→ **TASK DETAILS**
Take the line that contains "hold sentinels: empty" and every line after it in the material below, and quote them exactly.

→ **EXERCISE DATA**

((

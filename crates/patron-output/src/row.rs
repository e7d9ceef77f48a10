//! Plain data row types written by output backends.

/// One customer event, flattened for tabular output.
///
/// Fields that do not apply to a given event kind hold sentinels: empty
/// strings for the phases, `u32::MAX` / `u16::MAX` for the shelf and desk
/// (matching the typed-id `INVALID` values), and `0` cents.
#[derive(Debug, Clone, Copy, PartialEq, Eq)]
pub struct CustomerEventRow {
    pub tick: u64,
    pub customer: u32,
    /// Stable snake_case event tag (`CustomerEvent::kind`).
    pub kind: &'static str,
    /// Phase names for `state_changed` rows.
    pub from_phase: &'static str,
    pub to_phase: &'static str,
    /// Shelf touched by the event; `u32::MAX` when none.
    pub shelf: u32,
    /// Desk touched by the event; `u16::MAX` when none.
    pub desk: u16,
    /// Cents moved by the event: the item price for claims, the
    /// transaction total for purchases, the money spent for departures.
    pub amount_cents: u32,
}

/// Summary statistics for one simulation tick.
#[derive(Debug, Clone, Copy, PartialEq, Eq)]
pub struct TickSummaryRow {
    pub tick: u64,
    /// Customers on the floor at the end of the tick.
    pub active_customers: u32,
    /// Events emitted during the tick.
    pub events: u32,
}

))

→ **RESPONSE BOX**
/// Fields that do not apply to a given event kind hold sentinels: empty
/// strings for the phases, `u32::MAX` / `u16::MAX` for the shelf and desk
/// (matching the typed-id `INVALID` values), and `0` cents.
#[derive(Debug, Clone, Copy, PartialEq, Eq)]
pub struct CustomerEventRow {
    pub tick: u64,
    pub customer: u32,
    /// Stable snake_case event tag (`CustomerEvent::kind`).
    pub kind: &'static str,
    /// Phase names for `state_changed` rows.
    pub from_phase: &'static str,
    pub to_phase: &'static str,
    /// Shelf touched by the event; `u32::MAX` when none.
    pub shelf: u32,
    /// Desk touched by the event; `u16::MAX` when none.
    pub desk: u16,
    /// Cents moved by the event: the item price for claims, the
    /// transaction total for purchases, the money spent for departures.
    pub amount_cents: u32,
}

/// Summary statistics for one simulation tick.
#[derive(Debug, Clone, Copy, PartialEq, Eq)]
pub struct TickSummaryRow {
    pub tick: u64,
    /// Customers on the floor at the end of the tick.
    pub active_customers: u32,
    /// Events emitted during the tick.
    pub events: u32,
}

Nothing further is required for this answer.